Shane’s view was praised by a group that supported prison reform and was concerned about increased costs of imprisonment, but his work at the Foundation elicited criticism from the National Rifle Association, and his influence was ” Over a dozen state capitals and the White House itself. “
The NRA treats juvenile offenders as adults, establishes a “bill of rights” for victims, abolishes prisoner trenches, and requires prisoners to serve at least 85% of their sentence. , And countered by proposing a third felony. Conviction should encourage forced life imprisonment.
Kenneth Frederick Shane was born on April 21, 1932 in St. Paul, Minnesota, to railroad worker Frederick H. Shane and housewife Helen (Geckler) Shane.

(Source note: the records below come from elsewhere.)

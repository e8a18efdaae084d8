//! 결과 표시용 포맷터. 계산 모듈은 포맷을 하지 않고 여기서만 반올림한다.

use crate::config::DisplaySettings;

/// 값이 없거나 무한대일 때 표시하는 기호.
pub const NOT_AVAILABLE: &str = "—";

/// 통화 금액을 천 단위 구분 기호와 함께 표시한다. 예: -1234.4 -> "-$1,234"
pub fn format_currency(value: f64, display: &DisplaySettings) -> String {
    if !value.is_finite() {
        return NOT_AVAILABLE.to_string();
    }
    let digits = display.fraction_digits as usize;
    let fixed = format!("{:.*}", digits, value.abs());
    let (int_part, frac_part) = match fixed.split_once('.') {
        Some((i, f)) => (i, Some(f)),
        None => (fixed.as_str(), None),
    };
    // 반올림 결과가 0이면 부호를 붙이지 않는다.
    let negative = value < 0.0 && fixed.chars().any(|c| c.is_ascii_digit() && c != '0');

    let mut out = String::new();
    if negative {
        out.push('-');
    }
    out.push_str(&display.currency_symbol);
    out.push_str(&group_thousands(int_part));
    if let Some(frac) = frac_part {
        out.push('.');
        out.push_str(frac);
    }
    out
}

/// 비율을 정수 퍼센트로 표시한다. 0.5 -> "50%"
pub fn format_percent(ratio: f64) -> String {
    if !ratio.is_finite() {
        return NOT_AVAILABLE.to_string();
    }
    format!("{:.0}%", ratio * 100.0)
}

/// 회수기간을 소수점 한 자리로 표시한다. 회수 불가이면 "—".
pub fn format_payback(months: f64, unit_suffix: &str) -> String {
    if months.is_finite() {
        format!("{months:.1} {unit_suffix}")
    } else {
        NOT_AVAILABLE.to_string()
    }
}

fn group_thousands(digits: &str) -> String {
    let len = digits.len();
    let mut out = String::with_capacity(len + len / 3);
    for (idx, ch) in digits.chars().enumerate() {
        if idx > 0 && (len - idx) % 3 == 0 {
            out.push(',');
        }
        out.push(ch);
    }
    out
}
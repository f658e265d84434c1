//! Thread identity and the bind/unbind seam.
//!
//! A claim attempt needs two things from its execution environment: pin the
//! running task to the OS thread it is currently on, and read that thread's
//! identity. [`ThreadSource`] is that seam. The production source,
//! [`OsThreads`], runs every claimer on a dedicated `std::thread`, where the
//! pin is inherent and binding reduces to an identity read. The
//! deterministic source, [`VirtualThreads`], models a runtime that
//! multiplexes many claimers onto a bounded set of threads, which is the
//! regime where collisions and give-ups actually occur.

use std::fmt;
use std::sync::atomic::{AtomicU64, AtomicUsize, Ordering};

/// Process-wide allocator for thread identities. Identities are never reused
/// within a process, so a released tid can only reappear by the same thread
/// claiming again.
static NEXT_TID: AtomicU64 = AtomicU64::new(1);

thread_local! {
    static CURRENT_TID: ThreadTid = ThreadTid::allocate();
}

/// Opaque, process-unique identifier for an OS thread.
///
/// Observed, never fabricated, by the claiming protocol: the registry only
/// ever stores values a [`ThreadSource`] handed out. Display renders the
/// underlying integer for diagnostics.
#[derive(Debug, Clone, Copy, PartialEq, Eq, Hash)]
pub struct ThreadTid(u64);

impl ThreadTid {
    fn allocate() -> Self {
        Self(NEXT_TID.fetch_add(1, Ordering::Relaxed))
    }

    /// Returns the identity of the calling OS thread.
    ///
    /// Stable for the lifetime of the thread; distinct from every other
    /// thread's identity for the lifetime of the process.
    #[must_use]
    pub fn current() -> Self {
        CURRENT_TID.with(|tid| *tid)
    }
}

impl fmt::Display for ThreadTid {
    fn fmt(&self, f: &mut fmt::Formatter<'_>) -> fmt::Result {
        write!(f, "{}", self.0)
    }
}

/// Source of OS thread identity for claim attempts.
///
/// `bind` is called with the registry lock held, so identity reads and
/// registrations are serialized process-wide against all sibling claimers;
/// two claimers can never observe the same not-yet-registered thread as
/// available. `unbind` is called after a failed claim, with the lock
/// released.
pub trait ThreadSource: Send + Sync {
    /// Pins the calling task to the OS thread it is currently running on,
    /// for the remainder of this attempt, and returns that thread's
    /// identity.
    fn bind(&self) -> ThreadTid;

    /// Undoes the most recent [`bind`](Self::bind) after a failed claim.
    fn unbind(&self) {}
}

/// Production thread source: one dedicated OS thread per claimer.
///
/// `std::thread` tasks never migrate between OS threads, so the exclusive
/// binding is inherent: `bind` is a read of the calling thread's identity
/// and `unbind` has nothing to undo.
#[derive(Debug, Clone, Copy, Default)]
pub struct OsThreads;

impl ThreadSource for OsThreads {
    fn bind(&self) -> ThreadTid {
        ThreadTid::current()
    }
}

/// Deterministic thread source simulating a bounded, shared thread set.
///
/// Models an execution environment that multiplexes claimers onto `size`
/// OS threads: successive binds rotate over a fixed set of identities, so
/// concurrently probing claimers land on shared threads, collide, and
/// retry exactly as they would under a task-multiplexing runtime. With
/// more claimers than identities, the surplus exhausts its retry budget
/// and gives up.
///
/// The identities handed out here are claim identities only;
/// [`ThreadTid::current`] still reports the dedicated OS thread a claimer
/// runs on.
#[derive(Debug)]
pub struct VirtualThreads {
    tids: Vec<ThreadTid>,
    cursor: AtomicUsize,
}

impl VirtualThreads {
    /// Creates a pool of `size` freshly allocated thread identities.
    ///
    /// # Panics
    /// Panics if `size` is 0.
    #[must_use]
    pub fn new(size: usize) -> Self {
        assert!(size > 0, "virtual thread pool requires at least 1 thread");
        Self {
            tids: (0..size).map(|_| ThreadTid::allocate()).collect(),
            cursor: AtomicUsize::new(0),
        }
    }

    /// The identities this pool hands out, in rotation order.
    #[must_use]
    pub fn tids(&self) -> &[ThreadTid] {
        &self.tids
    }
}

impl ThreadSource for VirtualThreads {
    fn bind(&self) -> ThreadTid {
        let slot = self.cursor.fetch_add(1, Ordering::Relaxed) % self.tids.len();
        self.tids[slot]
    }
}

He served in the Army as a social worker in psychiatry in Germany until he received a bachelor’s degree in sociology from the University of Minnesota and a master’s degree from the University of Colorado in Denver.
In the 1960s, Shane directed an experimental correction program in Minnesota known as rehabilitation and training for probation criminals. He was appointed Assistant Commissioner for the Correction of the Community in 1972.
In 1996, he helped establish the Criminal Justice Institute at the University of Minnesota Law School and directed it until 1999. He retired in 2000 and lived in Duluth. He married Concetta Infelise, who died in 2016. His son David died of cancer in 2004.